I used to assume that everyone had a great relationship with their parents, could take their support and love for granted, and know they were always welcome home. Which, as I've learned, is a rather naive assumption, and just goes to show how lucky I am. Most people in this developed western world probably come to deal with the fact that their parents grow old, come to realise that one day they will die and there won't be a home to go back to. That's just life. It doesn't make it any easier to deal with, though, and I don't think I have even begun to deal with it. There's still too much to come for me to start processing what it really means (but I know I'm tired and I'm frightened).
We just left her in hospital, again, after a whole day in the emergency rooms, again, while they did x-rays and ultrasounds, again, and tomorrow she'll have surgery, again.
5 comments:
*hug*
I know all too well what you're up against - let me know if you want to talk and get it off your chest.
Chemo in itself is a whole lot of not fun, but I sure hope it does the job and your mom recovers.
I haven't had to deal with anything like this since my dad died very suddenly, but I do understand the fear of not having that home to go to. As far as I know my mom's in pretty decent health but I worry about losing her all the time.

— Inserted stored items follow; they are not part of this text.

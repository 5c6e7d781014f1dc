use std::path::PathBuf;
use std::sync::atomic::AtomicBool;
use std::sync::Arc;
use std::time::Duration;

use clap::{Args, Subcommand};
use lhmlink_pipe::PipeConfig;
use lhmlink_protocol::{LinkConfig, DEFAULT_PIPE_NAME};

use crate::exit::{CliError, CliResult, INTERNAL, USAGE};
use crate::output::OutputFormat;

pub mod host;
pub mod version;
pub mod view;

#[derive(Subcommand, Debug)]
pub enum Command {
    /// Play the render host: serve the pipe and push the conversation.
    Host(HostArgs),
    /// Play the GUI: connect to the pipe and print received messages.
    View(ViewArgs),
    /// Show version information.
    Version(VersionArgs),
}

pub fn run(command: Command, format: OutputFormat) -> CliResult<i32> {
    match command {
        Command::Host(args) => host::run(args, format),
        Command::View(args) => view::run(args, format),
        Command::Version(args) => version::run(args),
    }
}

/// Options shared by both ends of the link.
#[derive(Args, Debug)]
pub struct LinkArgs {
    /// Pipe name.
    #[arg(long, default_value = DEFAULT_PIPE_NAME)]
    pub pipe: String,
    /// Directory for the socket file (Unix only). Default: temp dir.
    #[arg(long, value_name = "DIR")]
    pub socket_dir: Option<PathBuf>,
    /// Time between ticks (e.g. 100ms, 1s).
    #[arg(long, default_value = "100ms")]
    pub tick: String,
    /// Stop after N ticks.
    #[arg(long)]
    pub ticks: Option<u64>,
}

impl LinkArgs {
    pub fn link_config(&self) -> LinkConfig {
        let mut pipe = PipeConfig::default();
        if let Some(dir) = &self.socket_dir {
            pipe = pipe.with_socket_dir(dir);
        }
        LinkConfig::default()
            .with_pipe_name(&self.pipe)
            .with_pipe_config(pipe)
    }

    pub fn tick_interval(&self) -> CliResult<Duration> {
        parse_duration(&self.tick)
    }

    /// Whether tick number `tick` (1-based) is still within `--ticks`.
    pub fn within_budget(&self, tick: u64) -> bool {
        self.ticks.is_none_or(|max| tick <= max)
    }
}

#[derive(Args, Debug)]
pub struct HostArgs {
    #[command(flatten)]
    pub link: LinkArgs,
    /// Render surface handle announced in Connect.
    #[arg(long, default_value_t = 0)]
    pub surface: u64,
    /// Render width announced in Connect.
    #[arg(long, default_value_t = 320)]
    pub width: u32,
    /// Render height announced in Connect.
    #[arg(long, default_value_t = 240)]
    pub height: u32,
}

#[derive(Args, Debug)]
pub struct ViewArgs {
    #[command(flatten)]
    pub link: LinkArgs,
    /// Keep running after the conversation completes and print each new
    /// conversation after a reconnect.
    #[arg(long)]
    pub follow: bool,
}

#[derive(Args, Debug)]
pub struct VersionArgs {
    /// Show extended build provenance.
    #[arg(long)]
    pub extended: bool,
}

pub fn parse_duration(input: &str) -> CliResult<Duration> {
    let input = input.trim();
    if input.is_empty() {
        return Err(CliError::new(USAGE, "duration must not be empty"));
    }

    let (number, millis) = match input.strip_suffix("ms") {
        Some(num) => (num, true),
        None => (input.strip_suffix('s').unwrap_or(input), false),
    };

    let value: u64 = number
        .parse()
        .map_err(|_| CliError::new(USAGE, format!("invalid duration value: {input}")))?;

    if value == 0 {
        return Err(CliError::new(USAGE, "duration must be greater than zero"));
    }

    Ok(if millis {
        Duration::from_millis(value)
    } else {
        Duration::from_secs(value)
    })
}

/// Flag cleared on Ctrl-C so tick loops can exit cleanly.
pub fn install_ctrlc_handler() -> CliResult<Arc<AtomicBool>> {
    let running = Arc::new(AtomicBool::new(true));
    let flag = running.clone();
    ctrlc::set_handler(move || {
        flag.store(false, std::sync::atomic::Ordering::SeqCst);
    })
    .map_err(|err| CliError::new(INTERNAL, format!("signal handler setup failed: {err}")))?;
    Ok(running)
}
//! The message catalog.
//!
//! Both peers share the numeric identifiers below and the fixed order
//! `Connect → Plugins → Sensors → Null`. Identifiers are explicit; they are
//! never derived from type names.

use std::fmt;

use lhmlink_codec::{wire_struct, MeasureStream, ReadStream, Wire, WriteStream};
use serde::{Deserialize, Serialize};

/// Stable wire identifier of each message kind.
#[derive(Debug, Clone, Copy, PartialEq, Eq, Hash, Serialize, Deserialize)]
#[repr(u32)]
pub enum MessageId {
    /// Sentinel marking the end of the conversation. Never sent.
    Null = 0,
    Connect = 1,
    Plugins = 2,
    Sensors = 3,
}

impl MessageId {
    /// The conversation order.
    pub const ORDER: [MessageId; 4] = [
        MessageId::Connect,
        MessageId::Plugins,
        MessageId::Sensors,
        MessageId::Null,
    ];

    pub fn from_u32(raw: u32) -> Option<Self> {
        match raw {
            0 => Some(Self::Null),
            1 => Some(Self::Connect),
            2 => Some(Self::Plugins),
            3 => Some(Self::Sensors),
            _ => None,
        }
    }

    pub fn as_u32(self) -> u32 {
        self as u32
    }

    /// The identifier that follows this one. `Null` is terminal.
    pub fn next(self) -> Self {
        match self {
            Self::Connect => Self::Plugins,
            Self::Plugins => Self::Sensors,
            Self::Sensors | Self::Null => Self::Null,
        }
    }
}

impl fmt::Display for MessageId {
    fn fmt(&self, f: &mut fmt::Formatter<'_>) -> fmt::Result {
        f.write_str(match self {
            Self::Null => "Null",
            Self::Connect => "Connect",
            Self::Plugins => "Plugins",
            Self::Sensors => "Sensors",
        })
    }
}

/// A catalog entry: a [`Wire`] type with a fixed identifier.
pub trait Message: Wire {
    const ID: MessageId;
}

macro_rules! wire_newtype {
    ($(#[$meta:meta])* $name:ident($inner:ty)) => {
        $(#[$meta])*
        #[derive(Debug, Clone, Copy, Default, PartialEq, Eq, Hash, Serialize, Deserialize)]
        #[serde(transparent)]
        pub struct $name(pub $inner);

        impl Wire for $name {
            const FIXED_SIZE: usize = <$inner as Wire>::FIXED_SIZE;
            const FIXED_ONLY: bool = <$inner as Wire>::FIXED_ONLY;
            type View<'a> = Self;

            fn measure(&self, stream: &mut MeasureStream) {
                self.0.measure(stream);
            }

            fn write(&self, stream: &mut WriteStream) -> lhmlink_codec::Result<()> {
                self.0.write(stream)
            }

            fn read<'a>(stream: &mut ReadStream<'a>) -> lhmlink_codec::Result<Self> {
                <$inner as Wire>::read(stream).map(Self)
            }

            fn to_owned_value(view: &Self) -> Self {
                *view
            }
        }
    };
}

wire_newtype! {
    /// Opaque handle of the shared render surface. Always 64 bits on the
    /// wire, whatever the platform's pointer width.
    SurfaceHandle(u64)
}

wire_newtype! {
    /// Host-assigned reference to a sensor plugin.
    SensorPluginRef(u32)
}

wire_newtype! {
    /// Host-assigned reference to a widget plugin.
    WidgetPluginRef(u32)
}

wire_struct! {
    #[derive(Debug, Clone, Copy, Default, PartialEq, Eq, Serialize, Deserialize)]
    pub struct Size {
        pub width: u32,
        pub height: u32,
    }
}

wire_struct! {
    #[derive(Debug, Clone, Default, PartialEq, Eq, Serialize, Deserialize)]
    pub struct PluginInfo => PluginInfoView {
        pub name: String,
        pub author: String,
        pub version: u32,
    }
}

wire_struct! {
    #[derive(Debug, Clone, Default, PartialEq, Serialize, Deserialize)]
    pub struct Sensor => SensorView {
        pub name: String,
        pub identifier: String,
        pub value_string: String,
        pub value: f32,
        pub min_value: f32,
        pub max_value: f32,
    }
}

wire_struct! {
    /// Handshake: the host announces itself and its render surface.
    #[derive(Debug, Clone, Copy, Default, PartialEq, Eq, Serialize, Deserialize)]
    pub struct Connect {
        pub version: u32,
        pub render_surface: SurfaceHandle,
        pub render_size: Size,
    }
}

wire_struct! {
    /// Directory of loaded plugins. Refs and infos are parallel lists.
    #[derive(Debug, Clone, Default, PartialEq, Eq, Serialize, Deserialize)]
    pub struct Plugins => PluginsView {
        pub sensor_plugin_refs: Vec<SensorPluginRef>,
        pub sensor_plugin_infos: Vec<PluginInfo>,
        pub widget_plugin_refs: Vec<WidgetPluginRef>,
        pub widget_plugin_infos: Vec<PluginInfo>,
    }
}

wire_struct! {
    /// Sensor snapshot, one sensor list per plugin ref.
    #[derive(Debug, Clone, Default, PartialEq, Serialize, Deserialize)]
    pub struct Sensors => SensorsView {
        pub sensor_plugin_refs: Vec<SensorPluginRef>,
        pub sensors: Vec<Vec<Sensor>>,
    }
}

wire_struct! {
    #[derive(Debug, Clone, Copy, Default, PartialEq, Eq, Serialize, Deserialize)]
    pub struct Null {}
}

impl Message for Connect {
    const ID: MessageId = MessageId::Connect;
}

impl Message for Plugins {
    const ID: MessageId = MessageId::Plugins;
}

impl Message for Sensors {
    const ID: MessageId = MessageId::Sensors;
}

impl Message for Null {
    const ID: MessageId = MessageId::Null;
}

/// A message decoded in place, borrowing from the receive buffer.
#[derive(Debug, Clone, PartialEq)]
pub enum DecodedMessage<'a> {
    Connect(Connect),
    Plugins(PluginsView<'a>),
    Sensors(SensorsView<'a>),
}

impl DecodedMessage<'_> {
    pub fn id(&self) -> MessageId {
        match self {
            Self::Connect(_) => MessageId::Connect,
            Self::Plugins(_) => MessageId::Plugins,
            Self::Sensors(_) => MessageId::Sensors,
        }
    }

    /// Copy out of the receive buffer so the message can outlive it.
    pub fn to_owned_message(&self) -> OwnedMessage {
        match self {
            Self::Connect(m) => OwnedMessage::Connect(*m),
            Self::Plugins(view) => OwnedMessage::Plugins(Plugins::to_owned_value(view)),
            Self::Sensors(view) => OwnedMessage::Sensors(Sensors::to_owned_value(view)),
        }
    }
}

/// A decoded message that owns its data.
#[derive(Debug, Clone, PartialEq, Serialize, Deserialize)]
#[serde(tag = "type", content = "body")]
pub enum OwnedMessage {
    Connect(Connect),
    Plugins(Plugins),
    Sensors(Sensors),
}

impl OwnedMessage {
    pub fn id(&self) -> MessageId {
        match self {
            Self::Connect(_) => MessageId::Connect,
            Self::Plugins(_) => MessageId::Plugins,
            Self::Sensors(_) => MessageId::Sensors,
        }
    }
}
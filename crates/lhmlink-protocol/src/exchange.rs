//! Sending and receiving one message per tick.

use bytes::BytesMut;
use lhmlink_codec::{decode, Header};
use lhmlink_pipe::{Pipe, PipeStatus};
use tracing::{debug, warn};

use crate::error::{Rejection, Result};
use crate::messages::{Connect, DecodedMessage, Message, MessageId, Plugins, Sensors};
use crate::sequencer::Sequencer;

/// Encode `message` and write it to `pipe`.
///
/// The sequencer advances only when the write succeeds. A transient result
/// or an error leaves it where it was, so the same message goes out again
/// next tick.
///
/// # Panics
///
/// If `M` isn't the message `sequencer` expects, or is the `Null` sentinel.
pub fn send_message<M: Message>(
    pipe: &mut Pipe,
    message: &M,
    sequencer: &mut Sequencer,
) -> Result<PipeStatus> {
    assert_ne!(M::ID, MessageId::Null, "the Null sentinel is never sent");
    assert_eq!(
        M::ID,
        sequencer.expected(),
        "sent {} out of order (expected {})",
        M::ID,
        sequencer.expected()
    );

    let bytes = lhmlink_codec::encode(M::ID.as_u32(), message)?;
    let status = pipe.write(&bytes)?;
    if status.is_success() {
        let next = sequencer.advance();
        debug!(pipe = %pipe.name(), id = %M::ID, size = bytes.len(), %next, "sent message");
    }
    Ok(status)
}

/// Read one message from `pipe` and decode it in place.
///
/// Returns `Ok(None)` when nothing arrived this tick or the message was
/// rejected. The decoded message borrows from `buffer`, which must stay
/// untouched until the caller is done with it.
pub fn receive_message<'a>(
    pipe: &mut Pipe,
    sequencer: &mut Sequencer,
    buffer: &'a mut BytesMut,
) -> Result<Option<DecodedMessage<'a>>> {
    if pipe.read(buffer)? == PipeStatus::Transient {
        return Ok(None);
    }

    let buffer: &'a BytesMut = buffer;
    match decode_message(buffer, sequencer.expected()) {
        Ok(message) => {
            let next = sequencer.advance();
            debug!(pipe = %pipe.name(), id = %message.id(), size = buffer.len(), %next, "received message");
            Ok(Some(message))
        }
        Err(rejection) => {
            warn!(pipe = %pipe.name(), size = buffer.len(), %rejection, "discarding message");
            Ok(None)
        }
    }
}

/// Validate and decode one complete message.
///
/// Checks the header length, the declared size against `bytes.len()`, and
/// the identifier against `expected` before decoding the body. Never reads
/// past `bytes`.
pub fn decode_message(
    bytes: &[u8],
    expected: MessageId,
) -> std::result::Result<DecodedMessage<'_>, Rejection> {
    let header = Header::parse(bytes).ok_or(Rejection::TooShort { len: bytes.len() })?;

    if header.size as usize != bytes.len() {
        return Err(Rejection::SizeMismatch {
            declared: header.size,
            actual: bytes.len(),
        });
    }

    let id = MessageId::from_u32(header.id).ok_or(Rejection::UnknownId { id: header.id })?;
    if id != expected || id == MessageId::Null {
        return Err(Rejection::UnexpectedId {
            expected,
            actual: id,
        });
    }

    let malformed = |source| Rejection::Malformed { id, source };
    let message = match id {
        MessageId::Connect => DecodedMessage::Connect(decode::<Connect>(bytes).map_err(malformed)?),
        MessageId::Plugins => DecodedMessage::Plugins(decode::<Plugins>(bytes).map_err(malformed)?),
        MessageId::Sensors => DecodedMessage::Sensors(decode::<Sensors>(bytes).map_err(malformed)?),
        MessageId::Null => unreachable!("Null rejected above"),
    };
    Ok(message)
}
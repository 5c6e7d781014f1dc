//! Non-blocking named pipe transport.
//!
//! One [`Pipe`] is a named, duplex, message-framed channel to exactly one
//! peer:
//! - Named pipes (Windows)
//! - Unix domain sockets with record framing (Linux/macOS)
//!
//! Connection management is polled, never awaited: call [`Pipe::connect`]
//! once per tick and it advances `Disconnected → ConnectPending → Connected`
//! as far as it can without blocking. Reads never block. Writes are
//! synchronous and all-or-nothing.

pub mod config;
pub mod error;
pub mod pipe;

#[cfg(unix)]
pub mod record;

#[cfg(unix)]
mod unix;
#[cfg(windows)]
mod windows;

#[cfg(unix)]
use unix as sys;
#[cfg(windows)]
use windows as sys;

pub use config::{PipeConfig, DEFAULT_MAX_MESSAGE_SIZE};
pub use error::{PipeError, Result};
pub use pipe::{Pipe, PipeRole, PipeState, PipeStatus};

I hope this surgery goes well.
*hug*
I hate the feeling of being not being able to really do anything to fix or help. Hospitals are terrifying places. I hope your mum quickly responds to the chemo so she won't have to be on it too long. :(
What the, since when have I had a Blogger account? Since January 2007? I sure as heck didn't make it, what's going on? Time traveling magics are at work here. Or maybe I've just been really unobservant for years.
i hope it goes well for here, tes. if you need anything, i'm round for it.
*adds another hug*
and give your Mum a hug from me..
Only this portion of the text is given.